Le dernier Empereur iconoclaste fût Théophile qui mourût en 842. Son fils, Michaël III lui succéda, mais étant mineur, c’est son épouse Théodora, iconophile, qui garantit la régence.
Il est curieux de constater que, malgré une crise qui dura plus d’un siècle, la fin de l’iconoclasme ne suscita aucune réaction négative et fût même appuyée par les conseillés de l’Empereur Théophile, eux-mêmes iconoclastes quelques mois plus tôt.
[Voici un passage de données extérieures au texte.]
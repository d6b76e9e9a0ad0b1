//!
//! concord-std-sync - Semaphores and Read/Write Locks
//!
//! ## Semaphores
//!
//! Counting semaphores with blocking, timed and uninterruptible acquisition:
//! - `FifoSemaphore` - waiters are admitted strictly in arrival order
//! - `WaiterPreferenceSemaphore` - newcomers never overtake waiting threads,
//!   but ties among waiters are not ordered
//!
//! ## Read/Write Locks
//!
//! Both locks hand out a read side and a write side that implement `Acquire`:
//! - `FifoReadWriteLock` - readers share one FIFO write-exclusion permit,
//!   so writers are served in arrival order
//! - `ReentrantWriterPreferenceReadWriteLock` - waiting writers block new
//!   readers; the writing thread may re-enter and downgrade to a read lock
//!
//! `Held` is the scoped form of any `Acquire`: it releases on drop.
//!

pub mod acquire;
pub mod rwlock;
pub mod semaphore;

pub use acquire::*;
pub use rwlock::*;
pub use semaphore::*;
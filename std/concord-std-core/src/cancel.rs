//!
//! Cooperative Cancellation
//!
//! Every thread owns a current `CancelToken`, created lazily on first use.
//! Threads started by the executors and the timer daemon install a token
//! their owner keeps, so the owner can cancel them in bulk.
//!
//! The flag is sticky: it stays set until a suspension point observes it.
//! A wait that gives up because of cancellation consumes the flag and reports
//! `Cancelled`. A wait that cannot give up (something was already committed)
//! ignores the flag and raises it again once it is done.
//!
//! While a thread is parked in `Monitor::wait`, the monitor is registered on
//! the token as a wake hook, so `cancel()` unparks the thread immediately.
//!

use std::cell::RefCell;
use std::fmt;
use std::sync::atomic::{AtomicBool, Ordering};
use std::sync::{Arc, Mutex, PoisonError};

use crate::error::Cancelled;

/// Something a cancelled thread may be parked on.
pub trait Wake: Send + Sync {
    fn wake(&self);
}

struct TokenState {
    flag: AtomicBool,
    hook: Mutex<Option<Arc<dyn Wake>>>,
}

/// Sticky cancellation signal for one logical thread of work.
#[derive(Clone)]
pub struct CancelToken {
    state: Arc<TokenState>,
}

thread_local! {
    static CURRENT_TOKEN: RefCell<Option<CancelToken>> = const { RefCell::new(None) };
}

impl CancelToken {
    pub fn new() -> Self {
        Self {
            state: Arc::new(TokenState {
                flag: AtomicBool::new(false),
                hook: Mutex::new(None),
            }),
        }
    }

    /// The calling thread's token.
    pub fn current() -> Self {
        CURRENT_TOKEN.with(|slot| slot.borrow_mut().get_or_insert_with(CancelToken::new).clone())
    }

    /// Make `token` the calling thread's token, returning the previous one.
    pub fn install(token: CancelToken) -> Option<CancelToken> {
        CURRENT_TOKEN.with(|slot| slot.borrow_mut().replace(token))
    }

    /// Set the flag and unpark the owning thread if it is waiting.
    ///
    /// Must not be called while holding the lock of a monitor the target
    /// thread may be parked on.
    pub fn cancel(&self) {
        self.state.flag.store(true, Ordering::SeqCst);
        let hook = self
            .state
            .hook
            .lock()
            .unwrap_or_else(PoisonError::into_inner)
            .clone();
        if let Some(hook) = hook {
            hook.wake();
        }
    }

    pub fn is_cancelled(&self) -> bool {
        self.state.flag.load(Ordering::SeqCst)
    }

    /// Consume the flag. Returns whether it was set.
    pub fn take(&self) -> bool {
        self.state.flag.swap(false, Ordering::SeqCst)
    }

    /// Consume the flag, turning it into an error.
    pub fn check(&self) -> Result<(), Cancelled> {
        if self.take() { Err(Cancelled) } else { Ok(()) }
    }

    pub fn same_as(&self, other: &CancelToken) -> bool {
        Arc::ptr_eq(&self.state, &other.state)
    }

    /// Register `hook` as the thing to wake on cancellation until the
    /// returned guard is dropped.
    pub fn park_on(&self, hook: Arc<dyn Wake>) -> ParkRegistration<'_> {
        *self.state.hook.lock().unwrap_or_else(PoisonError::into_inner) = Some(hook);
        ParkRegistration { token: self }
    }
}

impl Default for CancelToken {
    fn default() -> Self {
        Self::new()
    }
}

impl fmt::Debug for CancelToken {
    fn fmt(&self, f: &mut fmt::Formatter<'_>) -> fmt::Result {
        f.debug_struct("CancelToken")
            .field("cancelled", &self.is_cancelled())
            .finish()
    }
}

pub struct ParkRegistration<'a> {
    token: &'a CancelToken,
}

impl Drop for ParkRegistration<'_> {
    fn drop(&mut self) {
        *self
            .token
            .state
            .hook
            .lock()
            .unwrap_or_else(PoisonError::into_inner) = None;
    }
}

/// Consume the calling thread's cancellation flag.
pub fn check_cancelled() -> Result<(), Cancelled> {
    CancelToken::current().check()
}

/// Raise cancellation on the calling thread again after deferring it.
pub fn reraise_cancellation() {
    CancelToken::current().cancel();
}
Ainsi, le 11 mars 843, le patriarche Méthode 1er de Constantinople dirigea une procession solennelle depuis l’église Sainte-Marie des Blachernes jusqu’à la basilique Sainte-Sophie, symbolisant le retour des icônes dans l’église impériale : ce fut le Triomphe de l’Orthodoxie.5

Conclusions

L’iconomachie ou iconoclasme a été une période très sombre pour l’Empire romain d’Orient. C’était une période durant laquelle il a vu son Église, ses Patriarches humiliés, sa base spirituelle, qui n’est autre que l’ordre monastique, attaquée et dépouillée par le pouvoir politique. Mais, comme devant toutes les hérésies apparues dans l’histoire de L’Église, des Saints ont émergés de leurs déserts, de leurs anonymats pour défendre la vérité, défendre l’Orthodoxie.
Finalement, la conséquence la plus grave de cette hérésie et, en fin de compte, celle qui fût irréversible, constitua l’amorce de la détérioration progressive des relations entre le monde grec et latin.
Détérioration qui mena inexorablement au Schisme définitif en 1054.

Icône du Dimanche de l’Orthodoxie

1,2,4,5. Contributeurs de OrthodoxWiki, « Iconoclasme », OrthodoxWiki, ,https://fr.orthodoxwiki.org/index.php?title=Iconoclasme&oldid=5279
3. Migne, Patrologie grecque – Saint Jean Damascène, 94, 1239.